Enclavado al pie de los Andes mendocinos, el Valle de Uco es la joya vitícola emergente de Argentina: altitudes extremas, suelos vírgenes y un Malbec de precisión quirúrgica que rivaliza con los grandes tintos
El Valle de Uco se sitúa en la provincia de Mendoza, Argentina, aproximadamente entre los 33° y 34° de latitud sur, unos 80 km al sur de la ciudad de Mendoza. Abarca tres departamentos: Tunuyán, Tupungato y San Carlos. Está delimitado al oeste por la Cordillera de los Andes —con cumbres que superan los 6 000 m— y atravesado por el río Tunuyán, cuyas aguas de deshielo alimentan el riego. Las localidades de referencia son Tunuyán al norte y San Carlos al sur; la ciudad de Mendoza funciona como puerta de entrada regional.
Indicación Geográfica (IG) Valle de Uco, reconocida dentro del sistema de Indicaciones Geográficas y Denominaciones de Origen Controladas de Argentina regulado por el INV (Instituto Nacional de Vitivinicultura). No existe aún una DOC local consolidada, aunque productores impulsan zonificaciones internas por terruño (Gualtallary, Los Chacayes, La Consulta).
900 a 1 500 m s. n. m.; los viñedos de Gualtallary, en Tupungato, alcanzan los 1 450–1 500 m, entre los más altos de Mendoza. El relieve es de piedemonte andino con pendientes suaves a moderadas hacia el este.
Aproximadamente 20 000–25 000 hectáreas plantadas, con crecimiento sostenido desde los años 2000; el Valle de Uco representa cerca del 15–18 % del total vitícola de Mendoza.
Clima continental árido de alta montaña con marcada amplitud térmica: veranos cálidos y días soleados (más de 300 días de sol al año) pero noches frías que preservan acidez y aromas. Las lluvias son escasas (200–300 mm anuales) y el riego proviene íntegramente del deshielo andino. Los suelos varían de aluvionales francos y pedregosos en zonas bajas —con buena infiltración y bajo vigor— a franco-arcillosos y calcáreos con abundante carbonato de calcio en cotas medias, y suelos jóvenes, pobres y con alto contenido de piedras y limo en Gualtallary. Esta pobreza mineral obliga a la vid a profundizar raíces, concentrando sabores.
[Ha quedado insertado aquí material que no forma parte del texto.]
// src/bus/mod.rs
//! Event dispatch bus
//!
//! In-process synchronous pub/sub keyed by event kind. Taps publish canonical
//! events here; plugins and the SDK's own wiring subscribe. Fan-out happens on
//! the emitter's call stack, in subscription order, and a failing handler is
//! logged without interrupting the remaining handlers or the emitter.

use std::collections::HashMap;
use std::sync::atomic::{AtomicU64, Ordering};
use std::sync::Arc;

use parking_lot::RwLock;
use tracing::warn;

use crate::host::element::Element;
use crate::interception::click::ClickRecord;
use crate::utils::Result;

/// Event-type tag used as the subscription key.
#[derive(Debug, Clone, Copy, PartialEq, Eq, Hash)]
pub enum EventKind {
    RequestStart,
    RequestEnd,
    ConsoleError,
    RouteChange,
    DomError,
    UnhandledRejection,
    Load,
    BeforeUnload,
    HashChange,
    PopState,
    Online,
    Offline,
    ReadyStateChange,
    Click,
    ClickTracked,
}

/// How a route transition was performed.
#[derive(Debug, Clone, Copy, PartialEq, Eq)]
pub enum NavigationMode {
    Push,
    Replace,
}

/// A raw (un-enriched) click observation.
#[derive(Debug, Clone)]
pub struct RawClick {
    pub target: Arc<Element>,
    pub x: f64,
    pub y: f64,
    pub page_url: String,
    pub timestamp_ms: u64,
}

/// Canonical event emitted by the interception layer.
#[derive(Debug, Clone)]
pub enum TapEvent {
    RequestStart {
        request_id: String,
        url: String,
        method: String,
        timestamp_ms: u64,
    },
    RequestEnd {
        request_id: String,
        url: String,
        method: String,
        status: Option<u16>,
        error: Option<String>,
        duration_ms: u64,
        timestamp_ms: u64,
    },
    ConsoleError {
        args: Vec<String>,
        timestamp_ms: u64,
    },
    RouteChange {
        from: String,
        to: String,
        mode: NavigationMode,
        timestamp_ms: u64,
    },
    DomError {
        message: String,
        source: Option<String>,
        line: Option<u32>,
        column: Option<u32>,
    },
    UnhandledRejection {
        reason: String,
    },
    Load,
    BeforeUnload,
    HashChange {
        from: String,
        to: String,
    },
    PopState {
        url: String,
    },
    Online,
    Offline,
    ReadyStateChange {
        state: String,
    },
    Click(RawClick),
    ClickTracked(ClickRecord),
}

impl TapEvent {
    /// The subscription key this event is dispatched under.
    pub fn kind(&self) -> EventKind {
        match self {
            TapEvent::RequestStart { .. } => EventKind::RequestStart,
            TapEvent::RequestEnd { .. } => EventKind::RequestEnd,
            TapEvent::ConsoleError { .. } => EventKind::ConsoleError,
            TapEvent::RouteChange { .. } => EventKind::RouteChange,
            TapEvent::DomError { .. } => EventKind::DomError,
            TapEvent::UnhandledRejection { .. } => EventKind::UnhandledRejection,
            TapEvent::Load => EventKind::Load,
            TapEvent::BeforeUnload => EventKind::BeforeUnload,
            TapEvent::HashChange { .. } => EventKind::HashChange,
            TapEvent::PopState { .. } => EventKind::PopState,
            TapEvent::Online => EventKind::Online,
            TapEvent::Offline => EventKind::Offline,
            TapEvent::ReadyStateChange { .. } => EventKind::ReadyStateChange,
            TapEvent::Click(_) => EventKind::Click,
            TapEvent::ClickTracked(_) => EventKind::ClickTracked,
        }
    }
}

/// Handler callback signature.
pub type HandlerFn = dyn Fn(&TapEvent) -> Result<()> + Send + Sync;

/// Token identifying one subscription; used for unsubscribe and replace.
#[derive(Debug, Clone, Copy, PartialEq, Eq)]
pub struct Subscription {
    id: u64,
    kind: EventKind,
}

impl Subscription {
    pub fn kind(&self) -> EventKind {
        self.kind
    }
}

struct Entry {
    id: u64,
    callback: Arc<HandlerFn>,
}

/// Synchronous pub/sub bus keyed by `EventKind`.
pub struct EventBus {
    handlers: RwLock<HashMap<EventKind, Vec<Entry>>>,
    next_id: AtomicU64,
}

impl Default for EventBus {
    fn default() -> Self {
        Self::new()
    }
}

impl EventBus {
    pub fn new() -> Self {
        Self {
            handlers: RwLock::new(HashMap::new()),
            next_id: AtomicU64::new(1),
        }
    }

    /// Append a handler to the list for `kind`; later subscribers fire later.
    pub fn subscribe(
        &self,
        kind: EventKind,
        callback: impl Fn(&TapEvent) -> Result<()> + Send + Sync + 'static,
    ) -> Subscription {
        let id = self.next_id.fetch_add(1, Ordering::Relaxed);
        self.handlers.write().entry(kind).or_default().push(Entry {
            id,
            callback: Arc::new(callback),
        });
        Subscription { id, kind }
    }

    /// Remove the handler identified by `sub`. Unknown tokens are ignored.
    pub fn unsubscribe(&self, sub: &Subscription) {
        if let Some(list) = self.handlers.write().get_mut(&sub.kind) {
            list.retain(|entry| entry.id != sub.id);
        }
    }

    /// Swap the callback for `sub`, preserving its position in the fan-out
    /// order. Returns false when the subscription is no longer registered.
    pub fn replace(
        &self,
        sub: &Subscription,
        callback: impl Fn(&TapEvent) -> Result<()> + Send + Sync + 'static,
    ) -> bool {
        if let Some(list) = self.handlers.write().get_mut(&sub.kind) {
            if let Some(entry) = list.iter_mut().find(|entry| entry.id == sub.id) {
                entry.callback = Arc::new(callback);
                return true;
            }
        }
        false
    }

    /// Invoke every handler registered for the event's kind, in subscription
    /// order, on the caller's stack. Handler failures are logged and do not
    /// stop fan-out.
    pub fn emit(&self, event: &TapEvent) {
        let callbacks: Vec<Arc<HandlerFn>> = {
            let handlers = self.handlers.read();
            match handlers.get(&event.kind()) {
                Some(list) => list.iter().map(|entry| Arc::clone(&entry.callback)).collect(),
                None => return,
            }
        };

        for callback in callbacks {
            if let Err(e) = callback(event) {
                warn!(kind = ?event.kind(), error = %e, "event handler failed");
            }
        }
    }

    /// Number of handlers currently registered for `kind`.
    pub fn handler_count(&self, kind: EventKind) -> usize {
        self.handlers.read().get(&kind).map_or(0, Vec::len)
    }
}

#[cfg(test)]
mod tests {
    use super::*;
    use crate::utils::SdkError;
    use parking_lot::Mutex;

    #[test]
    fn test_emit_in_subscription_order() {
        let bus = EventBus::new();
        let order = Arc::new(Mutex::new(Vec::new()));

        for label in ["first", "second", "third"] {
            let order = Arc::clone(&order);
            bus.subscribe(EventKind::Load, move |_| {
                order.lock().push(label);
                Ok(())
            });
        }

        bus.emit(&TapEvent::Load);
        assert_eq!(*order.lock(), vec!["first", "second", "third"]);
    }

    #[test]
    fn test_failing_handler_does_not_stop_fanout() {
        let bus = EventBus::new();
        let reached = Arc::new(Mutex::new(false));

        bus.subscribe(EventKind::Load, |_| {
            Err(SdkError::Handler("boom".to_string()))
        });
        let flag = Arc::clone(&reached);
        bus.subscribe(EventKind::Load, move |_| {
            *flag.lock() = true;
            Ok(())
        });

        bus.emit(&TapEvent::Load);
        assert!(*reached.lock());
    }

    #[test]
    fn test_unsubscribe() {
        let bus = EventBus::new();
        let count = Arc::new(Mutex::new(0));

        let counter = Arc::clone(&count);
        let sub = bus.subscribe(EventKind::Online, move |_| {
            *counter.lock() += 1;
            Ok(())
        });

        bus.emit(&TapEvent::Online);
        bus.unsubscribe(&sub);
        bus.emit(&TapEvent::Online);

        assert_eq!(*count.lock(), 1);
        assert_eq!(bus.handler_count(EventKind::Online), 0);
    }

    #[test]
    fn test_replace_preserves_position() {
        let bus = EventBus::new();
        let order = Arc::new(Mutex::new(Vec::new()));

        let o1 = Arc::clone(&order);
        let first = bus.subscribe(EventKind::Load, move |_| {
            o1.lock().push("original");
            Ok(())
        });
        let o2 = Arc::clone(&order);
        bus.subscribe(EventKind::Load, move |_| {
            o2.lock().push("second");
            Ok(())
        });

        let o3 = Arc::clone(&order);
        assert!(bus.replace(&first, move |_| {
            o3.lock().push("replaced");
            Ok(())
        }));

        bus.emit(&TapEvent::Load);
        assert_eq!(*order.lock(), vec!["replaced", "second"]);
    }

    #[test]
    fn test_replace_after_unsubscribe_fails() {
        let bus = EventBus::new();
        let sub = bus.subscribe(EventKind::Load, |_| Ok(()));
        bus.unsubscribe(&sub);
        assert!(!bus.replace(&sub, |_| Ok(())));
    }

    #[test]
    fn test_emit_without_handlers_is_noop() {
        let bus = EventBus::new();
        bus.emit(&TapEvent::Offline);
    }
}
El resultado es un Malbec de color intenso, taninos firmes pero elegantes, perfil frutal preciso (ciruela, violeta, mora) y acidez refrescante inusual para Mendoza.
Tinto de color profundo, taninos sedosos, acidez viva y perfil floral-frutal con potencial de guarda superior al Malbec de zonas bajas.
Herbáceo y especiado en nariz, con estructura media y frescura marcada, emergente y de gran prestigio en la zona.
Ensamblajes de Malbec, Cabernet Sauvignon y Cabernet Franc de perfil complejo, concentrado y longevo.
Blanco de acidez pronunciada, textura cremosa y mineralidad que refleja los suelos calcáreos del valle.
La historia vitivinícola del Valle de Uco es relativamente reciente en comparación con otras regiones mendocinas. Los primeros registros de viticultura datan de finales del siglo XIX, cuando colonos europeos —principalmente italianos y españoles— llegaron a Mendoza tras la llegada del ferrocarril en 1884. Sin embargo, el Valle de Uco permaneció como zona agrícola secundaria dedicada a frutales durante gran parte del siglo XX. La transformación radical llegó en los años 1990 y 2000, cuando inversores locales e internacionales descubrieron el potencial de sus altitudes extremas para producir vinos de calidad superior. Bodegas como Salentein (capital neerlandés, establecida en 1997) y Clos de los Siete (proyecto liderado por Michel Rolland, 2002) catapultaron al valle al mapa vitícola mundial. La búsqueda de frescura y distinción en un contexto de calentamiento global aceleró la plantación en cotas cada vez más altas. Hoy Gualtallary —descubierta a principios de los 2000— es considerada uno de los terruños más singulares de Sudamérica.